The page grid is 12 columns with 12 rows. Footnotes are set from the bottom, to keep placement consistent and as out-of-the-way as possible. They were originally going to be endnotes (which was Elizabeth’s preference) but they were too long and it was going to blow out the page count, so Nicola made the call. Personally, I also find footnotes more functional on the page where the number appears, as I actually do read the footnotes—and if there’s ever a book for footnote-reading geeks, it’s this one. Also, a pop of red text on a page is very pleasing. So, apart from rag-management hell, I love the footnotes.
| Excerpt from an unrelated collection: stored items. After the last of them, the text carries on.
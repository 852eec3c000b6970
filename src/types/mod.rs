//! Core value types shared across the crate.

pub mod device;
pub mod frame;
pub mod resolution;

pub use device::CameraDeviceInfo;
pub use frame::{ChannelOrder, FrameSettings};
pub use resolution::CameraResolution;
They span three columns on the inside—a space that also holds some captions (which, regardless of placement, are always a three-column span too).

pantone swatches in 2035U and 2220U and corresponding map mark ups showing where the colour palette was derived

A page layout showing the grid
In real life, the knockout thing about the maps is the intricacy, but also the scale. The dust jacket was an opportunity to reproduce a single map at exact size, to give a reader a sense of the experience of viewing them. The endpapers reproduce this scale, also showing how the sheets fit together (with sheet 50 from the dust jacket joining parts of sheets 35 and 61 on the endpapers. I’m pretty nervous about the endpaper alignment, but all being well, it will work out—Everbest sent an image of the dummy and it lines up better than I hoped, so fingers crossed. This is also the first cloth-bound book I’ve ever designed, if you can believe it. I am very grateful that Nicola stretched the budget (and to the sponsors who made the extra bells-and-whistles possible). Bright red Sakura cloth with a black screenprint mirroring the type of the dust jacket and the subhead visible peeping over the top of the dust jacket, which folds to one of the internal text flowlines. The rear has the outline of the 88 sheets—a motif recreated on each map title page.
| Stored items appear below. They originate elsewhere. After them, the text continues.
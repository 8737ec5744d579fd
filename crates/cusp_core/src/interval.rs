//! Real interval arithmetic with outward rounding.
//!
//! Every operation returns an interval containing the exact result for all
//! choices of operands inside the input intervals (the enclosure property).
//! IEEE 754 basic operations are correctly rounded, so widening the rounded
//! endpoint by one ulp is enough; libm `ln`/`atan2` are only faithfully
//! rounded, so their endpoints get two ulps.

use serde::{Deserialize, Serialize};
use std::ops::{Add, Mul, Neg, Sub};
use thiserror::Error;

/// Errors raised by partial interval operations.
#[derive(Debug, Clone, Copy, PartialEq, Eq, Error)]
pub enum IntervalError {
    /// Division or reciprocal where the divisor interval contains zero.
    #[error("division by an interval containing zero")]
    DivisionByZeroInterval,
    /// Logarithm of an interval that touches the non-positive axis.
    #[error("logarithm of an interval touching zero or negative values")]
    LogNonPositive,
    /// Complex argument of a box that meets the origin or straddles the
    /// negative real axis, where the principal argument jumps by 2π.
    #[error("argument of a box meeting the origin or the branch cut")]
    ArgumentBranchCut,
}

fn prev(x: f64) -> f64 {
    x.next_down()
}

fn next(x: f64) -> f64 {
    x.next_up()
}

fn prev2(x: f64) -> f64 {
    x.next_down().next_down()
}

fn next2(x: f64) -> f64 {
    x.next_up().next_up()
}

/// A closed interval [lo, hi]; invariant `lo <= hi`, both finite.
#[derive(Debug, Clone, Copy, PartialEq, Serialize, Deserialize)]
pub struct Interval {
    pub lo: f64,
    pub hi: f64,
}

impl Interval {
    pub fn new(lo: f64, hi: f64) -> Self {
        debug_assert!(lo <= hi, "interval bounds out of order: [{lo}, {hi}]");
        Self { lo, hi }
    }

    /// The degenerate interval [v, v].
    pub fn point(v: f64) -> Self {
        Self { lo: v, hi: v }
    }

    /// The interval [mid - rad, mid + rad], widened outward one ulp.
    pub fn with_radius(mid: f64, rad: f64) -> Self {
        debug_assert!(rad >= 0.0);
        Self {
            lo: prev(mid - rad),
            hi: next(mid + rad),
        }
    }

    /// An enclosure of π. `f64::consts::PI` underestimates π by less than
    /// one ulp, so a one-ulp widening on both sides suffices.
    pub fn pi() -> Self {
        Self {
            lo: prev(std::f64::consts::PI),
            hi: next(std::f64::consts::PI),
        }
    }

    pub fn contains(&self, v: f64) -> bool {
        self.lo <= v && v <= self.hi
    }

    pub fn contains_zero(&self) -> bool {
        self.lo <= 0.0 && 0.0 <= self.hi
    }

    /// True if every point of the interval is strictly positive.
    pub fn is_positive(&self) -> bool {
        self.lo > 0.0
    }

    /// True if `self` lies in the interior of `other`.
    pub fn strictly_inside(&self, other: &Interval) -> bool {
        other.lo < self.lo && self.hi < other.hi
    }

    pub fn intersects(&self, other: &Interval) -> bool {
        self.lo <= other.hi && other.lo <= self.hi
    }

    pub fn mid(&self) -> f64 {
        0.5 * (self.lo + self.hi)
    }

    pub fn rad(&self) -> f64 {
        0.5 * (self.hi - self.lo)
    }

    /// Largest absolute value over the interval.
    pub fn mag(&self) -> f64 {
        self.lo.abs().max(self.hi.abs())
    }

    pub fn hull(&self, other: &Interval) -> Interval {
        Interval::new(self.lo.min(other.lo), self.hi.max(other.hi))
    }

    /// Tight square: [0, max²] when the interval straddles zero.
    pub fn sqr(&self) -> Interval {
        if self.lo >= 0.0 {
            Interval::new(prev(self.lo * self.lo), next(self.hi * self.hi))
        } else if self.hi <= 0.0 {
            Interval::new(prev(self.hi * self.hi), next(self.lo * self.lo))
        } else {
            let m = self.mag();
            Interval::new(0.0, next(m * m))
        }
    }

    /// Reciprocal; the interval must not contain zero.
    pub fn recip(&self) -> Result<Interval, IntervalError> {
        if self.contains_zero() {
            return Err(IntervalError::DivisionByZeroInterval);
        }
        Ok(Interval::new(prev(1.0 / self.hi), next(1.0 / self.lo)))
    }

    /// Division; the divisor must not contain zero.
    pub fn div(&self, rhs: &Interval) -> Result<Interval, IntervalError> {
        if rhs.contains_zero() {
            return Err(IntervalError::DivisionByZeroInterval);
        }
        let q = [
            self.lo / rhs.lo,
            self.lo / rhs.hi,
            self.hi / rhs.lo,
            self.hi / rhs.hi,
        ];
        let lo = q.iter().cloned().fold(f64::INFINITY, f64::min);
        let hi = q.iter().cloned().fold(f64::NEG_INFINITY, f64::max);
        Ok(Interval::new(prev(lo), next(hi)))
    }

    /// Natural logarithm; the interval must be strictly positive.
    pub fn ln(&self) -> Result<Interval, IntervalError> {
        if self.lo <= 0.0 {
            return Err(IntervalError::LogNonPositive);
        }
        Ok(Interval::new(prev2(self.lo.ln()), next2(self.hi.ln())))
    }

    /// Interval atan2 over the box `y × x`.
    ///
    /// atan2 has no interior critical points and is monotone along every
    /// horizontal and vertical edge, so on any box avoiding the origin and
    /// the branch cut its range is attained at the corners. Boxes meeting
    /// the origin, or holding points on both sides of the cut, are rejected.
    pub fn atan2(y: Interval, x: Interval) -> Result<Interval, IntervalError> {
        if x.contains_zero() && y.contains_zero() {
            return Err(IntervalError::ArgumentBranchCut);
        }
        if x.lo < 0.0 && y.lo < 0.0 && y.hi >= 0.0 {
            return Err(IntervalError::ArgumentBranchCut);
        }
        let c = [
            y.lo.atan2(x.lo),
            y.lo.atan2(x.hi),
            y.hi.atan2(x.lo),
            y.hi.atan2(x.hi),
        ];
        let lo = c.iter().cloned().fold(f64::INFINITY, f64::min);
        let hi = c.iter().cloned().fold(f64::NEG_INFINITY, f64::max);
        Ok(Interval::new(prev2(lo), next2(hi)))
    }
}

impl Add for Interval {
    type Output = Interval;
    fn add(self, rhs: Interval) -> Interval {
        Interval::new(prev(self.lo + rhs.lo), next(self.hi + rhs.hi))
    }
}

impl Sub for Interval {
    type Output = Interval;
    fn sub(self, rhs: Interval) -> Interval {
        Interval::new(prev(self.lo - rhs.hi), next(self.hi - rhs.lo))
    }
}

impl Mul for Interval {
    type Output = Interval;
    fn mul(self, rhs: Interval) -> Interval {
        let p = [
            self.lo * rhs.lo,
            self.lo * rhs.hi,
            self.hi * rhs.lo,
            self.hi * rhs.hi,
        ];
        let lo = p.iter().cloned().fold(f64::INFINITY, f64::min);
        let hi = p.iter().cloned().fold(f64::NEG_INFINITY, f64::max);
        Interval::new(prev(lo), next(hi))
    }
}

impl Neg for Interval {
    type Output = Interval;
    fn neg(self) -> Interval {
        // Negation is exact; no widening.
        Interval::new(-self.hi, -self.lo)
    }
}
Not so delightful were the multiple rounds of mark-ups and corrections, which ran to days. Anna, Nicola and team have exacting attention to detail, flagging not only typos and content corrections, but spotting even the most minor misalignment or incorrect space. I have huge respect for the publishing process and their skill (and patience). The idea that AI is going to replace that level of nuanced expertise any time soon is laughable (but it's also sad and worrying that some people don’t see the value in that level of craft).
So, I await the book’s arrival in a few weeks with anticipation. The design is, in a lot of ways, not the most ‘designy’ or trendy—it’s functional, a little bit eclectic, and a workhorse layout to manage a huge amount of content—but I hope that the appropriateness of that shines through.